Così tre piccole associazioni – Scosse a Roma, il Progetto Alice a Bologna e Stonewall a Siracusa – decisero di fare una chiamata ad associazioni, collettivi e insegnanti che lavoravano su questi temi, ci siamo ritrovatə in più di 500 persone alla scuola Di Donato di Roma, 500 persone arrivate da Aosta a Cagliari, insegnanti di ogni ordine e grado, educatorə, operatrici dei CAV, psicologhə scolastiche, dirigenti – competenti, motivate, desiderose di uscire dall’isolamento e di fare rete. Da lì è nata l’avventura di Educare alle Differenze: una comunità di pratiche che si incontra ogni anno, in un evento autofinanziato, autogestito e organizzato dal basso per scambiarsi saperi e metodologie, per immaginare insieme come contrastare sessismo, razzismo e omotransfobia a scuola e attraverso la scuola, per contrastare i fascismi che avanzano. Se Educare alle Differenze arriva a compiere dieci anni forse è proprio per questo desiderio di fare comunità, di ritrovarsi oltre il rumore della propaganda e gli attacchi quotidiani che viviamo dentro e fuori dalla scuola.
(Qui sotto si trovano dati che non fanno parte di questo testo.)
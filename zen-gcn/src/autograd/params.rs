//! Named trainable tensors
//!
//! Parameters live in a `BTreeMap`, so iteration is always in name order.
//! The optimizer state is indexed by position in that flattened order.

use std::collections::btree_map::Iter;
use std::collections::BTreeMap;

use crate::gnn::{GNNError, GNNResult};

use super::Matrix;

/// Name -> tensor map mutated only by optimizer steps
#[derive(Debug, Clone, Default, PartialEq)]
pub struct ParameterStore {
    tensors: BTreeMap<String, Matrix>,
}

impl ParameterStore {
    pub fn new() -> Self {
        Self::default()
    }

    /// Register a tensor; names must be unique
    pub fn insert(&mut self, name: impl Into<String>, value: Matrix) -> GNNResult<()> {
        let name = name.into();
        if self.tensors.contains_key(&name) {
            return Err(GNNError::InvalidConfiguration(format!(
                "Parameter '{}' registered twice",
                name
            )));
        }
        self.tensors.insert(name, value);
        Ok(())
    }

    pub fn get(&self, name: &str) -> GNNResult<&Matrix> {
        self.tensors
            .get(name)
            .ok_or_else(|| GNNError::InvalidInput(format!("Unknown parameter '{}'", name)))
    }

    pub fn get_mut(&mut self, name: &str) -> GNNResult<&mut Matrix> {
        self.tensors
            .get_mut(name)
            .ok_or_else(|| GNNError::InvalidInput(format!("Unknown parameter '{}'", name)))
    }

    pub fn contains(&self, name: &str) -> bool {
        self.tensors.contains_key(name)
    }

    /// Parameter names in iteration order
    pub fn names(&self) -> impl Iterator<Item = &str> {
        self.tensors.keys().map(String::as_str)
    }

    pub fn iter(&self) -> Iter<'_, String, Matrix> {
        self.tensors.iter()
    }

    /// Number of named tensors
    pub fn len(&self) -> usize {
        self.tensors.len()
    }

    pub fn is_empty(&self) -> bool {
        self.tensors.is_empty()
    }

    /// Total number of scalars across all tensors
    pub fn parameter_count(&self) -> usize {
        self.tensors.values().map(|t| t.len()).sum()
    }

    /// Mutable references to every scalar, tensor by tensor in name order
    pub fn flat_mut(&mut self) -> Vec<&mut f32> {
        self.tensors
            .values_mut()
            .flat_map(|tensor| tensor.iter_mut())
            .collect()
    }

    /**
     * Flatten per-name gradients into the same order as [`flat_mut`](Self::flat_mut).
     *
     * Parameters without a gradient contribute zeros. A gradient whose shape
     * differs from its parameter is rejected.
     */
    pub fn flatten_gradients(&self, gradients: &BTreeMap<String, Matrix>) -> GNNResult<Vec<f32>> {
        let mut flat = Vec::with_capacity(self.parameter_count());

        for (name, tensor) in &self.tensors {
            match gradients.get(name) {
                Some(grad) if grad.dim() != tensor.dim() => {
                    return Err(GNNError::DimensionMismatch(format!(
                        "Gradient for '{}' has shape {:?}, parameter has {:?}",
                        name,
                        grad.dim(),
                        tensor.dim()
                    )));
                }
                Some(grad) => flat.extend(grad.iter().copied()),
                None => flat.extend(std::iter::repeat(0.0).take(tensor.len())),
            }
        }

        Ok(flat)
    }
}
// === TESTS ===

#[cfg(test)]
mod tests {
    use super::*;
    use crate::gnn::karate;
    use approx::assert_abs_diff_eq;
    use ndarray::array;
    use std::sync::{Arc, Mutex};

    #[test]
    fn test_training_config_default() {
        let config = TrainingConfig::default();
        assert_eq!(config.epochs, 30);
        assert_abs_diff_eq!(config.learning_rate, 0.01);
        assert_eq!(config.loss_reduction, ReductionType::Sum);
        assert!(config.gradient_clip_norm.is_none());
    }

    #[test]
    fn test_invalid_training_config() {
        let zero_epochs = TrainingConfig {
            epochs: 0,
            ..TrainingConfig::default()
        };
        assert!(matches!(
            GCNTrainer::new(zero_epochs),
            Err(GNNError::InvalidConfiguration(_))
        ));

        let bad_lr = TrainingConfig {
            learning_rate: -1.0,
            ..TrainingConfig::default()
        };
        assert!(GCNTrainer::new(bad_lr).is_err());

        let bad_clip = TrainingConfig {
            gradient_clip_norm: Some(0.0),
            ..TrainingConfig::default()
        };
        assert!(GCNTrainer::new(bad_clip).is_err());
    }

    #[test]
    fn test_epoch_result_display() {
        let result = EpochResult {
            epoch: 3,
            loss: 0.693147,
            gradient_norm: 1.0,
            elapsed_time: 0.0,
        };
        assert_eq!(result.to_string(), "Epoch 3 | Loss: 0.6931");
    }

    #[test]
    fn test_accuracy() {
        assert_abs_diff_eq!(accuracy(&[0, 1, 1, 0], &[0, 1, 0, 0]).unwrap(), 0.75);
        assert!(matches!(
            accuracy(&[0, 1], &[0]),
            Err(GNNError::DimensionMismatch(_))
        ));
        assert!(accuracy(&[], &[]).is_err());
    }

    #[test]
    fn test_predicted_classes() {
        let logits = array![[0.2, 0.1], [-0.3, 0.4]];
        assert_eq!(predicted_classes(&logits), vec![0, 1]);
    }

    #[test]
    fn test_clip_gradients() {
        let mut grads = vec![3.0f32, 4.0];
        clip_gradients(&mut grads, 5.0, 1.0);
        assert_abs_diff_eq!(NumericalUtils::l2_norm(&grads), 1.0, epsilon = 1e-6);

        let mut small = vec![0.3f32, 0.4];
        clip_gradients(&mut small, 0.5, 1.0);
        assert_eq!(small, vec![0.3, 0.4]);
    }

    #[test]
    fn test_training_records_every_epoch() {
        let graph = karate::karate_club_graph().unwrap();
        let labeled = karate::default_labeled_nodes();
        let mut model = GCNModel::builder().seed(1).build().unwrap();

        let seen = Arc::new(Mutex::new(Vec::new()));
        let sink = Arc::clone(&seen);
        let config = TrainingConfig {
            epochs: 5,
            ..TrainingConfig::default()
        };
        let mut trainer = GCNTrainer::new(config)
            .unwrap()
            .with_callback(move |result: &EpochResult, _: &NodeFeatures| {
                sink.lock().unwrap().push(result.epoch);
            });

        let results = trainer.train(&mut model, &graph, &labeled).unwrap();

        assert_eq!(results.history.len(), 5);
        assert_eq!(results.snapshots.len(), 5);
        assert_eq!(*seen.lock().unwrap(), vec![0, 1, 2, 3, 4]);
        assert_eq!(results.final_loss, results.history[4].loss);
        assert!(results.snapshots.iter().all(|s| s.dim() == (34, 2)));
    }

    #[test]
    fn test_snapshot_taken_before_update() {
        let graph = karate::karate_club_graph().unwrap();
        let labeled = karate::default_labeled_nodes();
        let mut model = GCNModel::builder().seed(9).build().unwrap();
        let initial_logits = model.predict(&graph).unwrap();

        let config = TrainingConfig {
            epochs: 1,
            ..TrainingConfig::default()
        };
        let results = GCNTrainer::new(config)
            .unwrap()
            .train(&mut model, &graph, &labeled)
            .unwrap();

        assert_eq!(results.snapshots.get(0), Some(&initial_logits));
        assert_ne!(model.predict(&graph).unwrap(), initial_logits);
    }

    #[test]
    fn test_non_finite_loss_aborts() {
        let graph = karate::karate_club_graph().unwrap();
        let labeled = karate::default_labeled_nodes();
        let mut model = GCNModel::new().unwrap();
        model
            .parameters_mut()
            .get_mut("layer2.bias")
            .unwrap()
            .fill(f32::NAN);

        let result = GCNTrainer::new(TrainingConfig::default())
            .unwrap()
            .train(&mut model, &graph, &labeled);
        assert!(matches!(result, Err(GNNError::NumericalInstability(_))));
    }

    #[test]
    fn test_labels_validated_against_model() {
        let graph = karate::karate_club_graph().unwrap();
        let mut model = GCNModel::new().unwrap();
        let labeled = LabeledNodes::new(vec![0, 34], vec![0, 1]).unwrap();

        let result = GCNTrainer::new(TrainingConfig::default())
            .unwrap()
            .train(&mut model, &graph, &labeled);
        assert!(matches!(result, Err(GNNError::InvalidInput(_))));

        let three_classes = LabeledNodes::new(vec![0, 33], vec![0, 2]).unwrap();
        let result = GCNTrainer::new(TrainingConfig::default())
            .unwrap()
            .train(&mut model, &graph, &three_classes);
        assert!(result.is_err());
    }
}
La situazione nelle scuole negli ultimi dieci anni è, sotto certi punti di vista, peggiorata. Oggi si ritorna al voto in condotta, si propongono castrazione chimica e carcere duro contro la violenza di genere. In che modo questo approccio non aiuta a creare un’educazione e una cultura che scardinino realmente questo sistema patriarcale, eteronormativo, omolesbobitransfobico?
Le proposte di questo governo, dalla valutazione alle violenze di genere, sono profondamente inadeguate e pericolose. Mostrano una profonda deriva ideologica, che in nome del conservatorismo più becero affronta fenomeni complessi in modo ignorante e cieco. La violenza di genere è un fenomeno strutturale, che non si può pensare di risolvere con l’inasprimento delle pene. Lo dice anche la Convenzione di Istanbul: serve un approccio integrato, serve fare prevenzione primaria. E prevenzione significa soprattutto educazione, lavorare sui modelli culturali di maschilità e femminilità che vengono riprodotti dalla nostra società e in cui si annida la violenza. Modelli sessisti e omolesbobitrasfobici, in cui vige una rigida e binaria codificazione dei generi.
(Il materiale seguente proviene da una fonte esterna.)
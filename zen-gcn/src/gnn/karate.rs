/**
 * @file zen-gcn/src/gnn/karate.rs
 * @brief Zachary's Karate Club
 *
 * 34 members of a university karate club observed by Wayne Zachary (1977).
 * After a dispute between the instructor (node 0, "Mr. Hi") and the
 * administrator (node 33, "Officer") the club split in two. Node ids are
 * 0-based and the edge list follows the usual published ordering.
 */

use super::data::{GraphData, GraphMetadata, LabeledNodes, NodeIndex};
use super::GNNResult;

/// Number of club members
pub const KARATE_NUM_NODES: usize = 34;

/// Instructor's node id
pub const INSTRUCTOR: NodeIndex = 0;

/// Administrator's node id
pub const ADMINISTRATOR: NodeIndex = 33;

/// The 78 undirected friendships
pub const KARATE_EDGES: [(NodeIndex, NodeIndex); 78] = [
    (0, 1), (0, 2), (0, 3), (0, 4), (0, 5), (0, 6), (0, 7), (0, 8),
    (0, 10), (0, 11), (0, 12), (0, 13), (0, 17), (0, 19), (0, 21), (0, 31),
    (1, 2), (1, 3), (1, 7), (1, 13), (1, 17), (1, 19), (1, 21), (1, 30),
    (2, 3), (2, 7), (2, 8), (2, 9), (2, 13), (2, 27), (2, 28), (2, 32),
    (3, 7), (3, 12), (3, 13),
    (4, 6), (4, 10),
    (5, 6), (5, 10), (5, 16),
    (6, 16),
    (8, 30), (8, 32), (8, 33),
    (9, 33),
    (13, 33),
    (14, 32), (14, 33),
    (15, 32), (15, 33),
    (18, 32), (18, 33),
    (19, 33),
    (20, 32), (20, 33),
    (22, 32), (22, 33),
    (23, 25), (23, 27), (23, 29), (23, 32), (23, 33),
    (24, 25), (24, 27), (24, 31),
    (25, 31),
    (26, 29), (26, 33),
    (27, 33),
    (28, 31), (28, 33),
    (29, 32), (29, 33),
    (30, 32), (30, 33),
    (31, 32), (31, 33),
    (32, 33),
];

/// Members who followed the instructor after the split
pub const MR_HI_MEMBERS: [NodeIndex; 17] = [0, 1, 2, 3, 4, 5, 6, 7, 8, 10, 11, 12, 13, 16, 17, 19, 21];

/// One-hot karate graph (34 x 34 identity features, 156 directed edges)
/// with the club split attached as node labels
pub fn karate_club_graph() -> GNNResult<GraphData> {
    let metadata = GraphMetadata {
        node_labels: Some(club_labels()),
    };

    Ok(GraphData::one_hot(KARATE_NUM_NODES, &KARATE_EDGES)?.with_metadata(metadata))
}

/// Club after the split: 0 for the instructor's side, 1 for the administrator's
pub fn club_labels() -> Vec<usize> {
    (0..KARATE_NUM_NODES)
        .map(|node| usize::from(!MR_HI_MEMBERS.contains(&node)))
        .collect()
}

/// The two supervised nodes: instructor in class 0, administrator in class 1
pub fn default_labeled_nodes() -> LabeledNodes {
    LabeledNodes {
        nodes: vec![INSTRUCTOR, ADMINISTRATOR],
        labels: vec![0, 1],
    }
}

#[cfg(test)]
mod tests {
    use super::*;

    #[test]
    fn test_karate_shape() {
        let graph = karate_club_graph().unwrap();
        assert_eq!(graph.num_nodes(), 34);
        assert_eq!(graph.num_edges(), 156);
        assert_eq!(graph.node_feature_dim(), 34);
        assert!(graph.adjacency_list.is_undirected());
    }

    #[test]
    fn test_karate_degrees() {
        let graph = karate_club_graph().unwrap();
        assert_eq!(graph.degree(0), 16);
        assert_eq!(graph.degree(33), 17);
        assert_eq!(graph.degree(32), 12);
        assert_eq!(graph.degree(11), 1);
        let total: usize = (0..34).map(|n| graph.degree(n)).sum();
        assert_eq!(total, 156);
    }

    #[test]
    fn test_club_split() {
        let labels = club_labels();
        assert_eq!(labels.iter().filter(|&&l| l == 0).count(), 17);
        assert_eq!(labels[INSTRUCTOR], 0);
        assert_eq!(labels[ADMINISTRATOR], 1);

        let graph = karate_club_graph().unwrap();
        assert_eq!(graph.metadata.node_labels, Some(labels));
    }

    #[test]
    fn test_default_labeled_nodes() {
        let labeled = default_labeled_nodes();
        assert!(labeled.validate(KARATE_NUM_NODES, 2).is_ok());
        assert_eq!(labeled.iter().collect::<Vec<_>>(), vec![(0, 0), (33, 1)]);
    }
}
//! Experiment configuration
//!
//! An [`ExperimentConfig`] bundles the model and training settings. With the
//! `serde` feature it loads from JSON; any field left out keeps its default,
//! so `{}` describes the standard karate run.
//!
//! ```json
//! {
//!   "model": { "hidden_dimensions": 8, "aggregation": "mean" },
//!   "training": { "epochs": 50, "learning_rate": 0.005 }
//! }
//! ```

#[cfg(feature = "serde")]
use std::path::Path;

#[cfg(feature = "serde")]
use serde::{Deserialize, Serialize};

use crate::gnn::{GCNConfig, GNNResult, TrainingConfig};

/// Model and training settings for one run
#[cfg_attr(feature = "serde", derive(Serialize, Deserialize))]
#[cfg_attr(feature = "serde", serde(default))]
#[derive(Debug, Clone, Default, PartialEq)]
pub struct ExperimentConfig {
    pub model: GCNConfig,
    pub training: TrainingConfig,
}

impl ExperimentConfig {
    /// Check the training settings; model settings are checked when the model is built
    pub fn validate(&self) -> GNNResult<()> {
        self.training.validate()
    }

    #[cfg(feature = "serde")]
    pub fn from_json_str(json: &str) -> GNNResult<Self> {
        let config: Self = serde_json::from_str(json)?;
        config.validate()?;
        Ok(config)
    }

    #[cfg(feature = "serde")]
    pub fn from_json_file(path: impl AsRef<Path>) -> GNNResult<Self> {
        let contents = std::fs::read_to_string(path)?;
        Self::from_json_str(&contents)
    }

    #[cfg(feature = "serde")]
    pub fn to_json_string(&self) -> GNNResult<String> {
        Ok(serde_json::to_string_pretty(self)?)
    }
}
Se non si riparte dall’educazione, dal dialogo, dalla messa in discussione degli stereotipi e dei pregiudizi che stanno alla base dell’iceberg della violenza, non si può pensare di porre fine a femminicidi, trans*cidi e tutte le altre forme di violenza a cui siamo costrettə ad assistere.
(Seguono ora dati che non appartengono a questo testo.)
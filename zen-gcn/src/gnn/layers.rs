/**
 * @file zen-gcn/src/gnn/layers.rs
 * @brief Graph convolution layers
 *
 * A layer runs one message-passing round on the gradient tape:
 *
 * 1. **Message Computation**: `payload = H · W + b` for every node
 * 2. **Message Passing**: send `coef_e · payload[src]` along every edge
 * 3. **Aggregation**: reduce incoming messages per node
 *
 * Applying the linear transform before sending keeps the per-edge work at
 * `out_dim` instead of `in_dim`. A node with no incoming edge ends the layer
 * with a zero row, bias included.
 *
 * @see crate::gnn::aggregation Send step and reducers
 */

use std::sync::Arc;

use ndarray::Array2;
use ndarray_rand::rand_distr::Normal;
use ndarray_rand::RandomExt;
use rand::distributions::Uniform;
use rand::Rng;

use crate::autograd::{ParameterStore, Tape, Var};

use super::aggregation::{AggregationStrategy, MessagePlan};
use super::{AggregationMethod, GNNError, GNNResult, WeightInitialization};

// === CORE TRAIT ===

/// One message-passing round recorded on a [`Tape`]
pub trait MessagePassingLayer: Send + Sync {
    /// Transform node features and place the resulting payloads on the edges
    fn compute_messages(
        &self,
        tape: &mut Tape,
        parameters: &ParameterStore,
        input: Var,
        plan: &Arc<MessagePlan>,
    ) -> GNNResult<Var>;

    /// Reduce per-edge messages into per-node features
    fn aggregate(&self, tape: &mut Tape, messages: Var, plan: &MessagePlan) -> GNNResult<Var>;

    /// Full round: messages then aggregation
    fn forward(
        &self,
        tape: &mut Tape,
        parameters: &ParameterStore,
        input: Var,
        plan: &Arc<MessagePlan>,
    ) -> GNNResult<Var> {
        let messages = self.compute_messages(tape, parameters, input, plan)?;
        self.aggregate(tape, messages, plan)
    }

    fn input_dim(&self) -> usize;

    fn output_dim(&self) -> usize;
}

// === GRAPH CONVOLUTION ===

/**
 * Graph convolution with a linear payload and a pluggable reducer.
 *
 * Parameters are stored outside the layer under `<name>.weight`
 * (`input_dim x output_dim`) and `<name>.bias` (`1 x output_dim`).
 */
#[derive(Debug, Clone)]
pub struct GraphConvLayer {
    name: String,
    input_dim: usize,
    output_dim: usize,
    use_bias: bool,
    aggregator: Box<dyn AggregationStrategy>,
}

impl GraphConvLayer {
    pub fn new(
        name: impl Into<String>,
        input_dim: usize,
        output_dim: usize,
        aggregation: AggregationMethod,
        use_bias: bool,
    ) -> Self {
        Self {
            name: name.into(),
            input_dim,
            output_dim,
            use_bias,
            aggregator: aggregation.strategy(),
        }
    }

    pub fn name(&self) -> &str {
        &self.name
    }

    pub fn weight_name(&self) -> String {
        format!("{}.weight", self.name)
    }

    pub fn bias_name(&self) -> String {
        format!("{}.bias", self.name)
    }

    pub fn aggregator(&self) -> &dyn AggregationStrategy {
        self.aggregator.as_ref()
    }

    /// Register freshly initialized weight and zero bias tensors
    pub fn init_parameters<R: Rng + ?Sized>(
        &self,
        store: &mut ParameterStore,
        init: WeightInitialization,
        rng: &mut R,
    ) -> GNNResult<()> {
        let weight = create_weight_matrix((self.input_dim, self.output_dim), init, rng)?;
        store.insert(self.weight_name(), weight)?;

        if self.use_bias {
            store.insert(self.bias_name(), Array2::zeros((1, self.output_dim)))?;
        }

        Ok(())
    }
}

impl MessagePassingLayer for GraphConvLayer {
    fn compute_messages(
        &self,
        tape: &mut Tape,
        parameters: &ParameterStore,
        input: Var,
        plan: &Arc<MessagePlan>,
    ) -> GNNResult<Var> {
        let weight = tape.parameter(parameters, &self.weight_name())?;
        let mut payload = tape.matmul(input, weight)?;

        if self.use_bias {
            let bias = tape.parameter(parameters, &self.bias_name())?;
            payload = tape.add_bias(payload, bias)?;
        }

        tape.send(payload, plan)
    }

    fn aggregate(&self, tape: &mut Tape, messages: Var, plan: &MessagePlan) -> GNNResult<Var> {
        tape.reduce(messages, self.aggregator.as_ref(), plan)
    }

    fn input_dim(&self) -> usize {
        self.input_dim
    }

    fn output_dim(&self) -> usize {
        self.output_dim
    }
}

/// Draw an `input_dim x output_dim` weight matrix
fn create_weight_matrix<R: Rng + ?Sized>(
    shape: (usize, usize),
    init: WeightInitialization,
    rng: &mut R,
) -> GNNResult<Array2<f32>> {
    let (input_dim, output_dim) = shape;

    if input_dim == 0 || output_dim == 0 {
        return Ok(Array2::zeros(shape));
    }

    let weights = match init {
        WeightInitialization::He => {
            // scale = sqrt(2 / fan_in)
            let scale = (2.0f32 / input_dim as f32).sqrt();
            Array2::random_using(shape, Uniform::new(-scale, scale), rng)
        }
        WeightInitialization::Xavier => {
            // scale = sqrt(6 / (fan_in + fan_out))
            let scale = (6.0f32 / (input_dim + output_dim) as f32).sqrt();
            Array2::random_using(shape, Uniform::new(-scale, scale), rng)
        }
        WeightInitialization::Normal { mean, std } => {
            if !mean.is_finite() || !std.is_finite() || std < 0.0 {
                return Err(GNNError::InvalidConfiguration(format!(
                    "Normal initialization needs finite mean and std >= 0, got N({}, {})",
                    mean, std
                )));
            }
            let distribution = Normal::new(mean, std).map_err(|e| {
                GNNError::InvalidConfiguration(format!("Invalid normal distribution: {}", e))
            })?;
            Array2::random_using(shape, distribution, rng)
        }
        WeightInitialization::Uniform { min, max } => {
            if min >= max || !min.is_finite() || !max.is_finite() {
                return Err(GNNError::InvalidConfiguration(format!(
                    "Uniform initialization needs finite min < max, got [{}, {})",
                    min, max
                )));
            }
            Array2::random_using(shape, Uniform::new(min, max), rng)
        }
    };

    Ok(weights)
}

#[cfg(test)]
mod tests {
    use super::*;
    use crate::gnn::data::GraphData;
    use crate::gnn::Normalization;
    use approx::assert_abs_diff_eq;
    use rand::SeedableRng;
    use rand_chacha::ChaCha8Rng;

    #[test]
    fn test_graph_conv_layer_creation() {
        let layer = GraphConvLayer::new("layer1", 34, 5, AggregationMethod::Mean, true);
        assert_eq!(layer.input_dim(), 34);
        assert_eq!(layer.output_dim(), 5);
        assert_eq!(layer.weight_name(), "layer1.weight");
        assert_eq!(layer.bias_name(), "layer1.bias");
        assert_eq!(layer.aggregator().name(), "mean");
    }

    #[test]
    fn test_weight_initialization() {
        let mut rng = ChaCha8Rng::seed_from_u64(3);
        let xavier =
            create_weight_matrix((10, 5), WeightInitialization::Xavier, &mut rng).unwrap();
        let limit = (6.0f32 / 15.0).sqrt();
        assert_eq!(xavier.dim(), (10, 5));
        assert!(xavier.iter().all(|&w| w.abs() <= limit));

        let he = create_weight_matrix((8, 2), WeightInitialization::He, &mut rng).unwrap();
        assert!(he.iter().all(|&w| w.abs() <= 0.5));

        let constant = create_weight_matrix(
            (3, 3),
            WeightInitialization::Normal { mean: 1.5, std: 0.0 },
            &mut rng,
        )
        .unwrap();
        assert!(constant.iter().all(|&w| w == 1.5));

        assert!(create_weight_matrix(
            (3, 3),
            WeightInitialization::Uniform { min: 1.0, max: 1.0 },
            &mut rng
        )
        .is_err());
        assert!(create_weight_matrix(
            (3, 3),
            WeightInitialization::Normal { mean: 0.0, std: -1.0 },
            &mut rng
        )
        .is_err());
    }

    #[test]
    fn test_layer_forward_pass() {
        // Path 0 - 1 - 2 plus isolated node 3
        let graph = GraphData::one_hot(4, &[(0, 1), (1, 2)]).unwrap();
        let plan = Arc::new(
            MessagePlan::new(&graph.adjacency_list, Normalization::None, false).unwrap(),
        );

        let layer = GraphConvLayer::new("layer1", 4, 1, AggregationMethod::Sum, true);
        let mut store = ParameterStore::new();
        store
            .insert("layer1.weight", ndarray::array![[1.0], [10.0], [100.0], [1000.0]])
            .unwrap();
        store.insert("layer1.bias", ndarray::array![[0.5]]).unwrap();

        let mut tape = Tape::new();
        let x = tape.input(graph.node_features.clone());
        let out = layer.forward(&mut tape, &store, x, &plan).unwrap();
        let value = tape.value(out);

        assert_abs_diff_eq!(value[[0, 0]], 10.5);
        assert_abs_diff_eq!(value[[1, 0]], 102.0);
        assert_abs_diff_eq!(value[[2, 0]], 10.5);
        // no incoming edges, bias does not leak in
        assert_abs_diff_eq!(value[[3, 0]], 0.0);
    }

    #[test]
    fn test_missing_parameters_reported() {
        let graph = GraphData::one_hot(2, &[(0, 1)]).unwrap();
        let plan = Arc::new(
            MessagePlan::new(&graph.adjacency_list, Normalization::None, false).unwrap(),
        );
        let layer = GraphConvLayer::new("layer1", 2, 2, AggregationMethod::Sum, true);

        let mut tape = Tape::new();
        let x = tape.input(graph.node_features.clone());
        assert!(layer.forward(&mut tape, &ParameterStore::new(), x, &plan).is_err());
    }
}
In questi giorni si parla molto di una legge per proibire “l’ideologia gender” nelle scuole. Ideologia
gender la quale altro non è che un fantoccio creato dalle forze di governo, nel tentativo di impedire il diritto all’autodeterminazione e alla scoperta di sé, a partire dal principio del percorso formativo. Che cosa sta succedendo nelle scuole e come possiamo combattere questa ondata reazionaria dentro e fuori le classi utilizzando le armi dell’educazione?
Il tentativo della destra è quello di bandire dalle scuole tutte le realtà che lavorano in maniera competente e con un approccio trasformativo alle tematiche di genere. La mozione Sasso, approvata dalla Commissione culturale della Camera, non è che l’apripista del DDL Ravetto, presentato a maggio dall’omonima parlamentare della Lega. Un disegno di legge che vieterebbe di portare nelle scuole la cosiddetta “teoria gender”, cioè anni di studi di genere in Italia e in tutto il mondo che mirano a decostruire i ruoli e gli stereotipi di genere che sono alla base di diseguaglianze, discriminazioni e violenze. Quello che veramente non vuole la destra – dentro e fuori dalle scuole – non è la teoria gender, ma il pensiero critico, l’autodeterminazione e la giustizia sociale.
I movimenti antigender hanno preso ormai pienamente posto in parlamento, legandosi a doppio filo con il governo. Nelle scuole purtroppo si respira un’aria molto pesante, perché la libertà d’insegnamento è sempre più sotto attacco, e la collegialità sta andando in frantumi in nome di un modello aziendale e verticistico di scuola. Eppure noi incontriamo ogni giorno insegnanti e personale educativo che continuano a lavorare con tenacia, spesso con pochissime risorse e con grande fatica.
Dobbiamo continuare a collaborare con queste persone, per non lasciarle isolate nella deriva fascista che sta prendendo la scuola. Lo si vede anche con il Codice di comportamento dei dipendenti pubblici, dove si vieta di esprimere qualsiasi opinione, anche sui canali social personali, che possa mettere in cattiva luce la pubblica amministrazione o la propria realtà lavorativa. Questo è chiaramente assurdo. Anche per questo abbiamo scelto di dedicare due spazi importanti a questi temi, in due tavole rotonde: la prima per fare il punto sui movimenti antigender nei contesti scolastici, la seconda su pratiche di autotutela che la comunità scolastica può mettere in piedi per difendere le progettualità legate all’educazione alle differenze e la propria libertà di insegnamento.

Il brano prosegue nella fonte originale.